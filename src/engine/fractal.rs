/// A Julia fractal placed in the scene.
///
/// `Fractal` owns the validated parameters, the rule set bound at setup and
/// an optional placement transform. Ray queries run in the fractal's local
/// space: the ray is pulled back through the inverse transform, sphere-traced
/// with the rule set's distance estimate until the inside/outside state
/// flips, the crossing is polished by bisection, and the hit is pushed back
/// out to world space.

use std::sync::Arc;

use crate::config::FractalConfig;
use crate::engine::iteration_stack::IterationStack;
use crate::engine::types::{BoundingBox, Clip, Intersection, Ray, ThreadData, Vec3D};
use crate::error::FractalError;
use crate::formulas::{select_rules, Algebra, FractalParams, FractalRules, SubType, Vec4D};
use crate::math::complex::Complex;
use crate::math::math3d::{self, Transform};
use crate::math::utils::{add_vec_weight, copy_add_vec_weight};

/// Bisection stops once the bracket is this narrow. Also the minimum
/// entry depth and the nudge applied to rays starting inside the set.
pub const FRACTAL_TOLERANCE: f64 = 1e-7;

/// Radius of the bounding sphere for hypercomplex fractals.
const HYPERCOMPLEX_RADIUS: f64 = 4.0;

#[derive(Clone, Debug)]
pub struct Fractal {
    params: FractalParams,
    algebra: Algebra,
    sub_type: SubType,
    rules: Arc<dyn FractalRules>,
    trans: Option<Transform>,
    inverted: bool,
    is_child_object: bool,
    clip: Vec<Arc<dyn Clip>>,
    bbox: BoundingBox,
}

/// Last point known to be on the starting side of a crossing, its depth
/// and the width of the bracket ahead of it.
#[derive(Clone, Copy, Debug)]
struct Bracket {
    point: Vec3D,
    depth: f64,
    step: f64,
}

/// Result of polishing a bracket down to `FRACTAL_TOLERANCE`.
#[derive(Clone, Copy, Debug)]
struct Polished {
    /// Classification of the last midpoint tested
    last_inside: bool,
    halvings: u32,
}

impl Fractal {
    /// Validate `config`, bind the rule set and compute the bounds.
    pub fn setup(config: &FractalConfig) -> Result<Self, FractalError> {
        let algebra = config.algebra()?;
        let sub_type = config.sub_type()?;
        let rules = select_rules(algebra, sub_type)?;

        let [jx, jy, jz, jt] = config.julia;
        let params = FractalParams {
            julia_parm: Vec4D::new(jx, jy, jz, jt),
            slice: config.unit_slice()?,
            slice_dist: config.unit_slice_distance(),
            num_iterations: config.iterations(),
            precision: config.step_precision(),
            exponent: Complex::new(config.exponent[0], config.exponent[1]),
            ..Default::default()
        };

        let mut fractal = Fractal {
            params,
            algebra,
            sub_type,
            rules,
            trans: None,
            inverted: config.inverted,
            is_child_object: config.child_object,
            clip: Vec::new(),
            bbox: BoundingBox::default(),
        };
        fractal.compute_bbox();

        for step in &config.transforms {
            fractal.transform(&step.to_transform()?);
        }

        log::debug!(
            "fractal setup: {} ({} {}), {} iterations, exit value {}",
            fractal.rules.name(),
            algebra,
            sub_type,
            fractal.params.num_iterations,
            fractal.params.exit_value
        );

        Ok(fractal)
    }

    // ─── Accessors ───────────────────────────────────────────

    pub fn params(&self) -> &FractalParams {
        &self.params
    }

    pub fn algebra(&self) -> Algebra {
        self.algebra
    }

    pub fn sub_type(&self) -> SubType {
        self.sub_type
    }

    pub fn rules(&self) -> &dyn FractalRules {
        &*self.rules
    }

    pub fn transform_matrix(&self) -> Option<&Transform> {
        self.trans.as_ref()
    }

    pub fn bounding_box(&self) -> BoundingBox {
        self.bbox
    }

    pub fn is_inverted(&self) -> bool {
        self.inverted
    }

    /// Iteration count, the stack length every thread must provide.
    pub fn iterations(&self) -> usize {
        self.params.num_iterations
    }

    pub fn is_child_object(&self) -> bool {
        self.is_child_object
    }

    /// Report every crossing along a ray instead of stopping at the first.
    pub fn set_child_object(&mut self, child: bool) {
        self.is_child_object = child;
    }

    pub fn add_clip(&mut self, clip: Arc<dyn Clip>) {
        self.clip.push(clip);
    }

    // ─── Queries ─────────────────────────────────────────────

    /// Push every accepted surface crossing of `ray` onto `hits`.
    ///
    /// Returns whether anything was pushed. Degenerate rays (zero direction,
    /// missing the bounds) return `false` without touching `hits`.
    pub fn all_intersections(&self, ray: &Ray, hits: &mut Vec<Intersection>, thread: &mut ThreadData) -> bool {
        thread.stats.tests += 1;

        let found = self.trace(ray, hits, &mut thread.iteration_stack);
        if found {
            thread.stats.tests_succeeded += 1;
        }
        found
    }

    fn trace(&self, ray: &Ray, hits: &mut Vec<Intersection>, stack: &mut IterationStack) -> bool {
        stack.allocate(self.params.num_iterations);

        let (origin, mut direction) = match &self.trans {
            Some(t) => (t.inv_transform_point(&ray.origin), t.inv_transform_direction(&ray.direction)),
            None => (ray.origin, ray.direction),
        };

        let len_sqr = math3d::vec3d_length_sqr(&direction);
        if len_sqr == 0.0 {
            return false;
        }
        let len_inv = 1.0 / len_sqr.sqrt();
        direction = math3d::vec3d_scale(&direction, len_inv);

        let (mut depth, depth_max) = match self.rules.bound(&Ray::new(origin, direction), &self.params) {
            Some(b) => b,
            None => return false,
        };
        if depth_max < FRACTAL_TOLERANCE {
            return false;
        }
        if depth < FRACTAL_TOLERANCE {
            depth = FRACTAL_TOLERANCE;
        }

        let rules = &*self.rules;
        let params = &self.params;

        let mut next_point = Vec3D::default();
        copy_add_vec_weight(&mut next_point, &origin, &direction, depth);
        let (mut current_inside, mut dist) = rules.iterate_distance(&next_point, params, &direction, stack);

        // Starting inside: step off the surface we may be sitting on
        if current_inside {
            add_vec_weight(&mut next_point, &direction, 2.0 * FRACTAL_TOLERANCE);
            depth += 2.0 * FRACTAL_TOLERANCE;
            if depth > depth_max {
                return false;
            }
            (current_inside, dist) = rules.iterate_distance(&next_point, params, &direction, stack);
        }

        let mut found = false;
        let mut last_inside = false;
        let mut bracket = Bracket { point: next_point, depth, step: dist };

        while bracket.depth < depth_max {
            // March until the classification flips
            let (next_inside, dist_next) = loop {
                if bracket.step < params.precision {
                    bracket.step = params.precision;
                }
                bracket.depth += bracket.step;
                if bracket.depth > depth_max {
                    return found;
                }

                bracket.point = next_point;
                add_vec_weight(&mut next_point, &direction, bracket.step);

                let (inside, d) = rules.iterate_distance(&next_point, params, &direction, stack);
                if inside != current_inside {
                    bracket.depth -= bracket.step;
                    break (inside, d);
                }
                bracket.step = d;
            };

            match self.polish_root(&mut bracket, &direction, depth_max, current_inside, last_inside, stack) {
                Some(p) => last_inside = p.last_inside,
                None => return found,
            }

            // Leave the stack holding the orbit of an inside point
            if !current_inside {
                add_vec_weight(&mut bracket.point, &direction, bracket.step);
                bracket.depth += bracket.step;
                rules.iterate(&bracket.point, params, stack);
            } else if last_inside != current_inside {
                rules.iterate(&bracket.point, params, stack);
            }

            let local_normal = rules.calc_normal(params.num_iterations, params, stack);
            let (point, mut normal) = match &self.trans {
                Some(t) => (t.transform_point(&bracket.point), t.transform_normal(&local_normal)),
                None => (bracket.point, local_normal),
            };

            if self.clip.iter().all(|c| c.contains(&point)) {
                math3d::vec3d_normalize(&mut normal);
                hits.push(Intersection {
                    depth: bracket.depth * len_inv,
                    point,
                    normal,
                });
                found = true;

                if !self.is_child_object {
                    break;
                }
            }

            // Resume past the crossing
            bracket.point = next_point;
            bracket.step = dist_next;
            current_inside = next_inside;
        }

        found
    }

    /// Halve the bracket until it is narrower than `FRACTAL_TOLERANCE`,
    /// keeping `bracket.point` on the `current_inside` side. `None` once the
    /// search runs past `depth_max`.
    fn polish_root(
        &self,
        bracket: &mut Bracket,
        direction: &Vec3D,
        depth_max: f64,
        current_inside: bool,
        mut last_inside: bool,
        stack: &mut IterationStack,
    ) -> Option<Polished> {
        let mut halvings = 0;
        let mut mid = Vec3D::default();

        while bracket.step > FRACTAL_TOLERANCE {
            bracket.step *= 0.5;
            halvings += 1;

            copy_add_vec_weight(&mut mid, &bracket.point, direction, bracket.step);
            last_inside = self.rules.iterate(&mid, &self.params, stack);

            if last_inside == current_inside {
                bracket.point = mid;
                bracket.depth += bracket.step;
                if bracket.depth > depth_max {
                    return None;
                }
            }
        }

        Some(Polished { last_inside, halvings })
    }

    /// Is the world-space `point` inside the set (flipped when inverted)?
    pub fn inside(&self, point: &Vec3D, thread: &mut ThreadData) -> bool {
        let local = match &self.trans {
            Some(t) => t.inv_transform_point(point),
            None => *point,
        };

        let stack = &mut thread.iteration_stack;
        stack.allocate(self.params.num_iterations);
        self.rules.iterate(&local, &self.params, stack) != self.inverted
    }

    /// Normal at a hit. Already computed during the intersection search.
    pub fn normal(&self, hit: &Intersection) -> Vec3D {
        hit.normal
    }

    // ─── Placement ───────────────────────────────────────────

    pub fn translate(&mut self, offset: &Vec3D) {
        self.transform(&Transform::translation(offset));
    }

    /// Euler angles in radians.
    pub fn rotate(&mut self, angles: &Vec3D) {
        self.transform(&Transform::rotation(angles));
    }

    pub fn scale(&mut self, factors: &Vec3D) {
        self.transform(&Transform::scaling(factors));
    }

    /// Apply `trans` after the current placement.
    pub fn transform(&mut self, trans: &Transform) {
        self.trans.get_or_insert_with(Transform::identity).compose(trans);
        self.compute_bbox();
    }

    pub fn invert(&mut self) {
        self.inverted = !self.inverted;
    }

    /// Recompute escape radius, bounding sphere and world bounding box.
    pub fn compute_bbox(&mut self) {
        let radius = match self.algebra {
            Algebra::Quaternion => {
                let r = (1.0 + self.params.julia_parm.norm_sqr().sqrt() + FRACTAL_TOLERANCE).min(2.0);
                self.params.exit_value = r * r + FRACTAL_TOLERANCE;
                r
            }
            Algebra::Hypercomplex => {
                self.params.exit_value = HYPERCOMPLEX_RADIUS * HYPERCOMPLEX_RADIUS;
                HYPERCOMPLEX_RADIUS
            }
        };
        self.params.radius_squared = radius * radius;

        let local = BoundingBox::new(
            Vec3D::new(-radius, -radius, -radius),
            Vec3D::new(2.0 * radius, 2.0 * radius, 2.0 * radius),
        );
        self.bbox = match &self.trans {
            Some(t) => local.transformed(t),
            None => local,
        };

        log::debug!("fractal bounds: radius {}, box {:?}", radius, self.bbox);
    }
}

/// Largest iteration count in a scene. Size each `ThreadData` with it.
pub fn max_iterations(fractals: &[Fractal]) -> usize {
    fractals.iter().map(Fractal::iterations).max().unwrap_or(0)
}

····················

◆ WORK REQUIRED: Output exactly the lines of the records from the first through the one bearing "let rules = select_rules(algebra, sub_type)?;", both ends included.

◆ SOLUTION TO THE EXERCISE:
filename src/engine/fractal.rs
/// A Julia fractal placed in the scene.
///
/// `Fractal` owns the validated parameters, the rule set bound at setup and
/// an optional placement transform. Ray queries run in the fractal's local
/// space: the ray is pulled back through the inverse transform, sphere-traced
/// with the rule set's distance estimate until the inside/outside state
/// flips, the crossing is polished by bisection, and the hit is pushed back
/// out to world space.

use std::sync::Arc;

use crate::config::FractalConfig;
use crate::engine::iteration_stack::IterationStack;
use crate::engine::types::{BoundingBox, Clip, Intersection, Ray, ThreadData, Vec3D};
use crate::error::FractalError;
use crate::formulas::{select_rules, Algebra, FractalParams, FractalRules, SubType, Vec4D};
use crate::math::complex::Complex;
use crate::math::math3d::{self, Transform};
use crate::math::utils::{add_vec_weight, copy_add_vec_weight};

/// Bisection stops once the bracket is this narrow. Also the minimum
/// entry depth and the nudge applied to rays starting inside the set.
pub const FRACTAL_TOLERANCE: f64 = 1e-7;

/// Radius of the bounding sphere for hypercomplex fractals.
const HYPERCOMPLEX_RADIUS: f64 = 4.0;

#[derive(Clone, Debug)]
pub struct Fractal {
    params: FractalParams,
    algebra: Algebra,
    sub_type: SubType,
    rules: Arc<dyn FractalRules>,
    trans: Option<Transform>,
    inverted: bool,
    is_child_object: bool,
    clip: Vec<Arc<dyn Clip>>,
    bbox: BoundingBox,
}

/// Last point known to be on the starting side of a crossing, its depth
/// and the width of the bracket ahead of it.
#[derive(Clone, Copy, Debug)]
struct Bracket {
    point: Vec3D,
    depth: f64,
    step: f64,
}

/// Result of polishing a bracket down to `FRACTAL_TOLERANCE`.
#[derive(Clone, Copy, Debug)]
struct Polished {
    /// Classification of the last midpoint tested
    last_inside: bool,
    halvings: u32,
}

impl Fractal {
    /// Validate `config`, bind the rule set and compute the bounds.
    pub fn setup(config: &FractalConfig) -> Result<Self, FractalError> {
        let algebra = config.algebra()?;
        let sub_type = config.sub_type()?;
        let rules = select_rules(algebra, sub_type)?;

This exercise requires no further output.